Here is a brilliantly written analysis on CBC News (Canadian Broadcasting Corporation) about the ominous current threat to the Baha'is of Iran. Its Canadian author is Brian Stewart, whose biography describes him as:
One of this country's most experienced journalists and foreign correspondents, Brian Stewart was, until his retirement in the summer of 2009, a Senior Correspondent with CBC's flagship news program, The National, and the host of Newsworld's international affairs program.

He is currently a Distinguished Senior Fellow at the Munk Centre for International Studies at the University of Toronto.

In almost four decades of reporting, he has covered many of the world's conflicts and reported from 10 war zones, from El Salvador to Beirut and Afghanistan. Though retired, he continues to write a regular column for CBCNews.ca on international affairs and will be contributing to CBC documentary reports from time to time.

In its introduction, the report prepares the reader to understand the depth and the seriousness of the motives and strategy undertaken by Iran's regime in its grand scheme to isolate and destroy the Iranian Baha'i community. The analysis, published on the CBC website on 13 January 2010, and titled "The scapegoating of Iran's Baha'is", begins by stating:
Oppressive regimes attack human rights on two levels. The most obvious assault, as we have seen in Iran in recent months, aims at suppressing political opponents and protest.

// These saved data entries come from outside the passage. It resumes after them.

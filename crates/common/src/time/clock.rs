//! Clock trait with a real and a mock implementation
//!
//! # Examples
//!
//! ```ignore
//! use std::time::Duration;
//!
//! use payrun_common::time::{Clock, MockClock};
//!
//! let clock = MockClock::new();
//! clock.sleep(Duration::from_millis(100));
//! clock.sleep(Duration::from_millis(200));
//! assert_eq!(clock.sleeps(), vec![Duration::from_millis(100), Duration::from_millis(200)]);
//! ```

use std::time::{Duration, Instant, SystemTime, UNIX_EPOCH};

/// Time operations used by the request pipeline
pub trait Clock: Send + Sync {
    /// Monotonic timestamp suitable for measuring durations.
    fn now(&self) -> Instant;

    /// Wall clock time.
    fn system_time(&self) -> SystemTime;

    /// Block the calling thread for `duration`.
    fn sleep(&self, duration: Duration);

    /// Whole seconds since the UNIX epoch.
    fn unix_timestamp(&self) -> u64 {
        self.system_time().duration_since(UNIX_EPOCH).unwrap_or_default().as_secs()
    }
}

/// Real system clock. Use this in production code.
#[derive(Debug, Clone, Copy, Default)]
pub struct SystemClock;

impl Clock for SystemClock {
    fn now(&self) -> Instant {
        Instant::now()
    }

    fn system_time(&self) -> SystemTime {
        SystemTime::now()
    }

    fn sleep(&self, duration: Duration) {
        std::thread::sleep(duration);
    }
}

#[cfg(any(test, feature = "test-utils"))]
pub use mock::MockClock;

#[cfg(any(test, feature = "test-utils"))]
mod mock {
    use std::sync::{Arc, Mutex};
    use std::time::{Duration, Instant, SystemTime};

    use super::Clock;

    /// Mock clock for deterministic testing
    ///
    /// `sleep` returns immediately, advances the clock and records the
    /// requested duration. Clones share state.
    #[derive(Debug, Clone)]
    pub struct MockClock {
        start: Instant,
        base_system_time: SystemTime,
        state: Arc<Mutex<MockState>>,
    }

    #[derive(Debug, Default)]
    struct MockState {
        elapsed: Duration,
        sleeps: Vec<Duration>,
    }

    impl MockClock {
        pub fn new() -> Self {
            Self::starting_at(SystemTime::now())
        }

        /// Mock clock whose wall time starts at `base_system_time`.
        pub fn starting_at(base_system_time: SystemTime) -> Self {
            Self {
                start: Instant::now(),
                base_system_time,
                state: Arc::new(Mutex::new(MockState::default())),
            }
        }

        /// Advance the clock without recording a sleep.
        pub fn advance(&self, duration: Duration) {
            // Test utility: panic on poisoned mutex to fail tests early
            self.state.lock().expect("mutex poisoned").elapsed += duration;
        }

        #[must_use]
        pub fn elapsed(&self) -> Duration {
            self.state.lock().expect("mutex poisoned").elapsed
        }

        /// Every duration passed to [`Clock::sleep`], in call order.
        #[must_use]
        pub fn sleeps(&self) -> Vec<Duration> {
            self.state.lock().expect("mutex poisoned").sleeps.clone()
        }

        #[must_use]
        pub fn total_slept(&self) -> Duration {
            self.state.lock().expect("mutex poisoned").sleeps.iter().sum()
        }
    }

    impl Default for MockClock {
        fn default() -> Self {
            Self::new()
        }
    }

    impl Clock for MockClock {
        fn now(&self) -> Instant {
            self.start + self.elapsed()
        }

        fn system_time(&self) -> SystemTime {
            self.base_system_time + self.elapsed()
        }

        fn sleep(&self, duration: Duration) {
            let mut state = self.state.lock().expect("mutex poisoned");
            state.elapsed += duration;
            state.sleeps.push(duration);
        }
    }
}
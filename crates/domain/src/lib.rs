//! # PayRun Domain
//!
//! Domain types for the PayRun client.
//!
//! This crate contains:
//! - The caller-facing error taxonomy and Result definition
//! - Credentials and endpoint configuration structures
//! - Protocol constants
//! - The link DTOs returned by create and list operations
//!
//! ## Architecture
//! - No dependencies on other PayRun crates
//! - Only external dependencies allowed
//! - Pure domain models and data structures

pub mod config;
pub mod constants;
pub mod errors;
pub mod types;

// Re-export commonly used items
pub use config::*;
pub use errors::*;
pub use types::*;
//! Error types used throughout the client

use std::time::Duration;

use thiserror::Error;

/// Main error type for the PayRun client.
///
/// Every failure surfaced by the request pipeline is one of these variants.
/// None of them is retried by the caller-facing API: the only transient
/// condition (connection refused) is absorbed by the transport and only
/// escapes as [`PayRunError::TransportExhausted`] once the attempt ceiling is
/// reached.
#[derive(Error, Debug, Clone, PartialEq, Eq)]
pub enum PayRunError {
    #[error("Configuration error: {0}")]
    Config(String),

    #[error("Transport exhausted after {attempts} attempts ({waited:?} spent waiting)")]
    TransportExhausted { attempts: u32, waited: Duration },

    #[error("Transport error: {0}")]
    Transport(String),

    #[error("Server rejected request with HTTP {status}: {message}")]
    ServerRejected { status: u16, message: String },

    #[error("Malformed document: {0}")]
    MalformedDocument(String),

    #[error("Unsupported content type: {0}")]
    UnsupportedContentType(String),

    #[error("Encoding error: {0}")]
    Encoding(String),
}

impl PayRunError {
    /// HTTP status attached to a server rejection, if any.
    pub fn status(&self) -> Option<u16> {
        match self {
            Self::ServerRejected { status, .. } => Some(*status),
            _ => None,
        }
    }

    /// Stable label suitable for structured logging.
    pub fn label(&self) -> &'static str {
        match self {
            Self::Config(_) => "config",
            Self::TransportExhausted { .. } => "transport_exhausted",
            Self::Transport(_) => "transport",
            Self::ServerRejected { .. } => "server_rejected",
            Self::MalformedDocument(_) => "malformed_document",
            Self::UnsupportedContentType(_) => "unsupported_content_type",
            Self::Encoding(_) => "encoding",
        }
    }
}

/// Result type alias for PayRun operations
pub type Result<T> = std::result::Result<T, PayRunError>;
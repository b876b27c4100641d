//! Per-type schema cache
//!
//! serde types carry their element name and field list in the calls their
//! `Deserialize` impl makes. [`SchemaCache`] captures that once per type by
//! driving the impl against a probe that records the call and stops.

use std::any::TypeId;
use std::fmt;
use std::sync::Arc;

use dashmap::DashMap;
use serde::de::{self, DeserializeOwned, Deserializer, Visitor};
use serde::forward_to_deserialize_any;

/// Mapping metadata of one typed payload kind
#[derive(Debug, Clone, PartialEq, Eq)]
pub struct TypeSchema {
    /// Rust type path, for diagnostics.
    pub type_name: &'static str,
    /// Root element name, if the type deserializes as a named struct.
    pub element_name: Option<&'static str>,
    /// Serialized field names (`@`-prefixed for attributes).
    pub fields: &'static [&'static str],
}

impl TypeSchema {
    fn probe<T: DeserializeOwned>() -> Self {
        let mut probe = SchemaProbe::default();
        // The probe always halts; only the captured shape matters.
        let _ = T::deserialize(&mut probe);

        Self {
            type_name: std::any::type_name::<T>(),
            element_name: probe.element_name,
            fields: probe.fields,
        }
    }
}

/// Concurrent, populate-once schema cache keyed by type identity.
///
/// Two threads racing on a cold entry may both probe; the results are
/// identical and the later insert wins.
#[derive(Debug, Default)]
pub struct SchemaCache {
    schemas: DashMap<TypeId, Arc<TypeSchema>>,
}

impl SchemaCache {
    pub fn new() -> Self {
        Self::default()
    }

    pub fn get<T: DeserializeOwned + 'static>(&self) -> Arc<TypeSchema> {
        let key = TypeId::of::<T>();
        if let Some(schema) = self.schemas.get(&key) {
            return Arc::clone(schema.value());
        }

        let schema = Arc::new(TypeSchema::probe::<T>());
        tracing::trace!(
            type_name = schema.type_name,
            element = schema.element_name.unwrap_or("-"),
            "cached type schema"
        );
        self.schemas.insert(key, Arc::clone(&schema));
        schema
    }

    pub fn len(&self) -> usize {
        self.schemas.len()
    }

    pub fn is_empty(&self) -> bool {
        self.schemas.is_empty()
    }
}

#[derive(Debug, Default)]
struct SchemaProbe {
    element_name: Option<&'static str>,
    fields: &'static [&'static str],
}

#[derive(Debug)]
struct ProbeHalt;

impl fmt::Display for ProbeHalt {
    fn fmt(&self, f: &mut fmt::Formatter<'_>) -> fmt::Result {
        f.write_str("schema probe halted")
    }
}

impl std::error::Error for ProbeHalt {}

impl de::Error for ProbeHalt {
    fn custom<T: fmt::Display>(_msg: T) -> Self {
        ProbeHalt
    }
}

impl<'de> Deserializer<'de> for &mut SchemaProbe {
    type Error = ProbeHalt;

    fn deserialize_any<V: Visitor<'de>>(self, _visitor: V) -> Result<V::Value, ProbeHalt> {
        Err(ProbeHalt)
    }

    fn deserialize_struct<V: Visitor<'de>>(
        self,
        name: &'static str,
        fields: &'static [&'static str],
        _visitor: V,
    ) -> Result<V::Value, ProbeHalt> {
        self.element_name = Some(name);
        self.fields = fields;
        Err(ProbeHalt)
    }

    fn deserialize_unit_struct<V: Visitor<'de>>(
        self,
        name: &'static str,
        _visitor: V,
    ) -> Result<V::Value, ProbeHalt> {
        self.element_name = Some(name);
        Err(ProbeHalt)
    }

    fn deserialize_newtype_struct<V: Visitor<'de>>(
        self,
        name: &'static str,
        _visitor: V,
    ) -> Result<V::Value, ProbeHalt> {
        self.element_name = Some(name);
        Err(ProbeHalt)
    }

    fn deserialize_enum<V: Visitor<'de>>(
        self,
        name: &'static str,
        _variants: &'static [&'static str],
        _visitor: V,
    ) -> Result<V::Value, ProbeHalt> {
        self.element_name = Some(name);
        Err(ProbeHalt)
    }

    forward_to_deserialize_any! {
        bool i8 i16 i32 i64 i128 u8 u16 u32 u64 u128 f32 f64 char str string
        bytes byte_buf option unit seq tuple tuple_struct map identifier ignored_any
    }
}

#[cfg(test)]
mod tests {
    use std::collections::HashMap;

    use serde::Deserialize;

    use super::*;

    #[derive(Debug, Deserialize)]
    #[serde(rename = "Employer")]
    #[allow(dead_code)]
    struct Employer {
        #[serde(rename = "@Name")]
        name: String,
        #[serde(rename = "EffectiveDate")]
        effective_date: String,
    }

    #[derive(Debug, Deserialize)]
    #[allow(dead_code)]
    struct Job {
        status: String,
    }

    #[test]
    fn captures_element_name_and_fields() {
        let cache = SchemaCache::new();
        let schema = cache.get::<Employer>();

        assert_eq!(schema.element_name, Some("Employer"));
        assert_eq!(schema.fields, &["@Name", "EffectiveDate"]);
        assert!(schema.type_name.ends_with("Employer"));
    }

    #[test]
    fn unrenamed_struct_uses_rust_name() {
        assert_eq!(SchemaCache::new().get::<Job>().element_name, Some("Job"));
    }

    #[test]
    fn non_struct_types_have_no_element_name() {
        let cache = SchemaCache::new();
        assert_eq!(cache.get::<HashMap<String, String>>().element_name, None);
        assert_eq!(cache.get::<String>().element_name, None);
    }

    #[test]
    fn schema_is_built_once_per_type() {
        let cache = SchemaCache::new();
        let first = cache.get::<Employer>();
        let second = cache.get::<Employer>();
        cache.get::<Job>();

        assert!(Arc::ptr_eq(&first, &second));
        assert_eq!(cache.len(), 2);
    }

    #[test]
    fn concurrent_readers_share_entries() {
        let cache = Arc::new(SchemaCache::new());
        let handles: Vec<_> = (0..8)
            .map(|_| {
                let cache = Arc::clone(&cache);
                std::thread::spawn(move || cache.get::<Employer>().element_name)
            })
            .collect();

        for handle in handles {
            assert_eq!(handle.join().unwrap(), Some("Employer"));
        }
        assert_eq!(cache.len(), 1);
    }
}
//! Conversions from external infrastructure errors into domain errors.

use payrun_common::CommonError;
use payrun_domain::PayRunError;
use reqwest::Error as HttpError;

/// Error newtype that keeps conversions on the infrastructure side and can be
/// converted back into the domain error.
#[derive(Debug)]
pub struct InfraError(pub PayRunError);

impl From<InfraError> for PayRunError {
    fn from(value: InfraError) -> Self {
        value.0
    }
}

impl From<PayRunError> for InfraError {
    fn from(value: PayRunError) -> Self {
        InfraError(value)
    }
}

/// Explicit conversion into [`PayRunError`] for foreign error types.
pub trait IntoPayRunError {
    fn into_payrun(self) -> PayRunError;
}

/* -------------------------------------------------------------------------- */
/* CommonError → PayRunError */
/* -------------------------------------------------------------------------- */

impl IntoPayRunError for CommonError {
    fn into_payrun(self) -> PayRunError {
        let message = self.to_string();
        match self {
            CommonError::Config { .. } => PayRunError::Config(message),
            CommonError::MalformedDocument { .. } => PayRunError::MalformedDocument(message),
            CommonError::UnsupportedContentType { content_type } => {
                PayRunError::UnsupportedContentType(content_type)
            }
            CommonError::Encoding { .. } => PayRunError::Encoding(message),
        }
    }
}

impl From<CommonError> for InfraError {
    fn from(value: CommonError) -> Self {
        InfraError(value.into_payrun())
    }
}

/* -------------------------------------------------------------------------- */
/* reqwest::Error → PayRunError */
/* -------------------------------------------------------------------------- */

impl IntoPayRunError for HttpError {
    fn into_payrun(self) -> PayRunError {
        if self.is_builder() {
            return PayRunError::Config(format!("invalid HTTP request: {self}"));
        }
        if self.is_timeout() {
            return PayRunError::Transport("HTTP request timed out".into());
        }
        if self.is_connect() {
            let chain = error_chain(&self);
            return PayRunError::Transport(format!("HTTP connection failure: {chain}"));
        }
        if self.is_decode() || self.is_body() {
            return PayRunError::Transport(format!("failed to read HTTP response body: {self}"));
        }

        PayRunError::Transport(error_chain(&self))
    }
}

impl From<HttpError> for InfraError {
    fn from(value: HttpError) -> Self {
        InfraError(value.into_payrun())
    }
}

/// Display of an error followed by each of its sources.
pub(crate) fn error_chain(error: &(dyn std::error::Error + 'static)) -> String {
    let mut message = error.to_string();
    let mut source = error.source();
    while let Some(cause) = source {
        message.push_str(": ");
        message.push_str(&cause.to_string());
        source = cause.source();
    }
    message
}

/* -------------------------------------------------------------------------- */
/* Tests */
/* -------------------------------------------------------------------------- */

But history teaches us that we need to worry about a secondary level of attack as well, the kind that takes place in the shadows.

That's the persecution directed at weak segments of the population targeted for special repression, the old and sickening story in which minority religious or ethnic groups are singled out as scapegoats of the state, blamed for all its troubles.

This is why we need to be very concerned now for the safety of Iran's approximately 300,000 Baha'is, followers of the gentle, internationalist Baha'i faith, the country's largest minority religion.

The Baha'i religion has been officially banned in Iran since 1979. But now, in a textbook case of scapegoating, Iran's theocratic leaders are blaming the Baha'is for stirring up all the unrest sweeping the country today.

They are even accusing them of stockpiling firearms, which seems ludicrous given the peaceful nature of the religion.

But in an ominous nod to even more persecution ahead, Tehran argues that the Baha'is are doing this in conjunction with Israel, which is really directing the whole conspiracy.

Read the rest of the report here....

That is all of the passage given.